Stored entries

[Start of section]

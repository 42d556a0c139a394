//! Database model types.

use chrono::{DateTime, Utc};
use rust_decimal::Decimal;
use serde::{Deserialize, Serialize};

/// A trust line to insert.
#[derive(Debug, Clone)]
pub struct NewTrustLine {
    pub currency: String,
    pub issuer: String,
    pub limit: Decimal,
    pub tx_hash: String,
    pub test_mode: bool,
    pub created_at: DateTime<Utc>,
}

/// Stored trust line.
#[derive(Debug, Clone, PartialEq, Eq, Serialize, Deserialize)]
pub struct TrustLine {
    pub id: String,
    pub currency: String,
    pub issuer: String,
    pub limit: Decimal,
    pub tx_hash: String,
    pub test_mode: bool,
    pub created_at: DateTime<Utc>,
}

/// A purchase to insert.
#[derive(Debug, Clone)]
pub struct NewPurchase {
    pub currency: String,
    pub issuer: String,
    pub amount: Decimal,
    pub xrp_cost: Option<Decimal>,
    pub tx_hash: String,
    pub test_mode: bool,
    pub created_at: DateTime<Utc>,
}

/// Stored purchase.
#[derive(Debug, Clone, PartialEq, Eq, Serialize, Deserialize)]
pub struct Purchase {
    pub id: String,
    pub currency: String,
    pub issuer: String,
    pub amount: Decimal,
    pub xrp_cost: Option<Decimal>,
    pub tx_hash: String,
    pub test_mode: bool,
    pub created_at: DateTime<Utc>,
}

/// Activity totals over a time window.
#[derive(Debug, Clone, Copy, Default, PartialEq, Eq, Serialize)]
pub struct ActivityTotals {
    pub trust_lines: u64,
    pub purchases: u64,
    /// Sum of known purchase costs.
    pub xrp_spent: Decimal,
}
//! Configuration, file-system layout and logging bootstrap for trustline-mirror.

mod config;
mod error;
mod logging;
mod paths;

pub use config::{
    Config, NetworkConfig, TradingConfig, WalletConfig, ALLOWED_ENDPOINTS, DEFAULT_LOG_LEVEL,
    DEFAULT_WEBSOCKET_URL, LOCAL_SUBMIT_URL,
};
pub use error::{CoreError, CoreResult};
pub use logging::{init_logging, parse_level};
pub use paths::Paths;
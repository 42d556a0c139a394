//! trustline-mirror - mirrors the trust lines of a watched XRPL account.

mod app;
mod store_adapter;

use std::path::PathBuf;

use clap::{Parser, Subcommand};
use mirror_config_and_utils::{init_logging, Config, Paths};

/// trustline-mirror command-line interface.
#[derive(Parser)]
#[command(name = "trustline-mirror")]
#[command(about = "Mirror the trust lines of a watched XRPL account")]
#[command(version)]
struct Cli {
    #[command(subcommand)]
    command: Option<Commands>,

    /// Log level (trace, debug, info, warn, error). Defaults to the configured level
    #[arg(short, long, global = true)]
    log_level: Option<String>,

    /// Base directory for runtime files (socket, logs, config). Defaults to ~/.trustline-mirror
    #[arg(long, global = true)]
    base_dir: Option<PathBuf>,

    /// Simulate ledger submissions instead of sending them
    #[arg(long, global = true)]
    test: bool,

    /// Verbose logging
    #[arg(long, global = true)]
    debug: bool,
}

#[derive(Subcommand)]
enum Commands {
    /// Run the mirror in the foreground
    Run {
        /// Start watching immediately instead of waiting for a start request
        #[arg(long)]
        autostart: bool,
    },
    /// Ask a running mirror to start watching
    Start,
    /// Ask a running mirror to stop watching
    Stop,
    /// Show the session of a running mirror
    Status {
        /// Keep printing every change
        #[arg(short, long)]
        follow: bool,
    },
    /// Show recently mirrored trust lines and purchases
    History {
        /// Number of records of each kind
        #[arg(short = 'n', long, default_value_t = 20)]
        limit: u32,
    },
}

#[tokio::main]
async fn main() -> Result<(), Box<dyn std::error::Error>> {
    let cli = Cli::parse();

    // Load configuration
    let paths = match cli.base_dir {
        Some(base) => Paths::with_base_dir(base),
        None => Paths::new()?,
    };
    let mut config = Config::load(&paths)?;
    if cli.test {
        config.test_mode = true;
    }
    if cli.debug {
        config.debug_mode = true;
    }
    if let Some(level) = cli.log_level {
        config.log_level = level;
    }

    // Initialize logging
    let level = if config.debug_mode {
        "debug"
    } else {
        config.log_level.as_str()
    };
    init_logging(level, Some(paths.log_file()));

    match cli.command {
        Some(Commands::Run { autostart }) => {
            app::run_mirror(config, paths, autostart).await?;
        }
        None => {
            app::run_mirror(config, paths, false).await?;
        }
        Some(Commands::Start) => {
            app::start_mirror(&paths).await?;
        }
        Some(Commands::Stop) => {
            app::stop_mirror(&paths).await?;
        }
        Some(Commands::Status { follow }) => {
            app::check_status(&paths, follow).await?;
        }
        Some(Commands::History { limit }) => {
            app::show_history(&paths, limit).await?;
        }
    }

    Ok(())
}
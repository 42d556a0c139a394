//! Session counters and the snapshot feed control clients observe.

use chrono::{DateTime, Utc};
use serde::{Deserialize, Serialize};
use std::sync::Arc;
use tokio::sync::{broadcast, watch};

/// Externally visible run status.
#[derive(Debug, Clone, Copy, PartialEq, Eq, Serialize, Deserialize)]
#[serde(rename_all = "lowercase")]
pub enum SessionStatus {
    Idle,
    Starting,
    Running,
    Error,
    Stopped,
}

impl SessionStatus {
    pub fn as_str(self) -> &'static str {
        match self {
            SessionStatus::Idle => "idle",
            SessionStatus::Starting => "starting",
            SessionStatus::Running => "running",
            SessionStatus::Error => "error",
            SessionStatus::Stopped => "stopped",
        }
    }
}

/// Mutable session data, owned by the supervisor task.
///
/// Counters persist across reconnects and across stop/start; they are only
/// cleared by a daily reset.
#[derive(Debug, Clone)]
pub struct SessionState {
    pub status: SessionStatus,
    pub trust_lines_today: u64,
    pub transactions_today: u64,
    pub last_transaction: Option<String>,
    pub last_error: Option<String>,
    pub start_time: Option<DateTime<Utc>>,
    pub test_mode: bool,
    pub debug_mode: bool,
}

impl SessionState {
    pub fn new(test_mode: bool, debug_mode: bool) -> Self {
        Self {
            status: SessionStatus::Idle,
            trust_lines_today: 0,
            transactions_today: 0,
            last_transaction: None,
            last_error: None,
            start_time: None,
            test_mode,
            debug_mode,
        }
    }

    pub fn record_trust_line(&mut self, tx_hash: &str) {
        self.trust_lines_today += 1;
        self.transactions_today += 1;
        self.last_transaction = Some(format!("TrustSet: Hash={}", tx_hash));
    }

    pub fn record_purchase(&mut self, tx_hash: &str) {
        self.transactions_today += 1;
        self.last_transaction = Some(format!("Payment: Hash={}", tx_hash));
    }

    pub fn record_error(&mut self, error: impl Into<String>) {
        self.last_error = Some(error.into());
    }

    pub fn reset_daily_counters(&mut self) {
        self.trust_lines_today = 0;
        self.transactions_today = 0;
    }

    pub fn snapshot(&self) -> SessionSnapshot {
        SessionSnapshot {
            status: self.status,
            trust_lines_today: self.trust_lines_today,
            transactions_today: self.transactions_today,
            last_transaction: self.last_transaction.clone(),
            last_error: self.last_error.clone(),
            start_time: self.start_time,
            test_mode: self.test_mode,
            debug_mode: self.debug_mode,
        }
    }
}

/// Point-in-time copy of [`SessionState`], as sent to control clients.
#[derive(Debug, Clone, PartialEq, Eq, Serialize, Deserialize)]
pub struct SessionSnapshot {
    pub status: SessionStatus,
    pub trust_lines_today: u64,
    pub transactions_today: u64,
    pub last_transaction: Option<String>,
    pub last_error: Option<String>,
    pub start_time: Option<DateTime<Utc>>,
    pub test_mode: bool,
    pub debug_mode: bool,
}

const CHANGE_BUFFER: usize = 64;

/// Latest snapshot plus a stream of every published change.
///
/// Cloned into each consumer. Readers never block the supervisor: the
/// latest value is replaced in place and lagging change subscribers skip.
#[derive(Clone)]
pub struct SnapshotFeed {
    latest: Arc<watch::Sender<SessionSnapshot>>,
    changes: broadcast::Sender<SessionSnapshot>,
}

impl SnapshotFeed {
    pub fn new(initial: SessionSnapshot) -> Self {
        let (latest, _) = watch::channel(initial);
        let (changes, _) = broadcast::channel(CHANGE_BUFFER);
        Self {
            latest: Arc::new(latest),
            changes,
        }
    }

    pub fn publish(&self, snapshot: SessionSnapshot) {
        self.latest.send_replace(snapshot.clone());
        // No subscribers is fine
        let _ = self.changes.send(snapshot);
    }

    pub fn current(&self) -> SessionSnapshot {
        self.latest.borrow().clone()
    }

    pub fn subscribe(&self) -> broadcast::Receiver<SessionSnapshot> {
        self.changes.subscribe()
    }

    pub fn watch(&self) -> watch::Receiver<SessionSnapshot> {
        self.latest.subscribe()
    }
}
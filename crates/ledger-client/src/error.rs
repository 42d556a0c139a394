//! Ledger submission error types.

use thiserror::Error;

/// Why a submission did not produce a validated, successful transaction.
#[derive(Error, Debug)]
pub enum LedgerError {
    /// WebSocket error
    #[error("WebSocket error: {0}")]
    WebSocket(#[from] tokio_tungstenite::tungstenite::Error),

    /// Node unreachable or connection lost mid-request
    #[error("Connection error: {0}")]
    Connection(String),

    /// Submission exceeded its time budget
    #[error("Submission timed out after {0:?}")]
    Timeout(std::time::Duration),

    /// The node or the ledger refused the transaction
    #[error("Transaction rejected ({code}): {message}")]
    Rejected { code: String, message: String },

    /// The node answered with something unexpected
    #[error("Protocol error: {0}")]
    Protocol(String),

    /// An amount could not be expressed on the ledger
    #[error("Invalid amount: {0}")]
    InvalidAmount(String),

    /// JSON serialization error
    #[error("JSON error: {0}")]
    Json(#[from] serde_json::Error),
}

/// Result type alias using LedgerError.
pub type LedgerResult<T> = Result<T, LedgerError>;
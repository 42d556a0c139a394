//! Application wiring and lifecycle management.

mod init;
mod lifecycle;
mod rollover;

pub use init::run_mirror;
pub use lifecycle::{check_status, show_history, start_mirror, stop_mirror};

[End of section]

Wherever a line in the data above holds the word "enum", copy that line.

enum Commands {
pub enum SessionStatus {
pub enum LedgerError {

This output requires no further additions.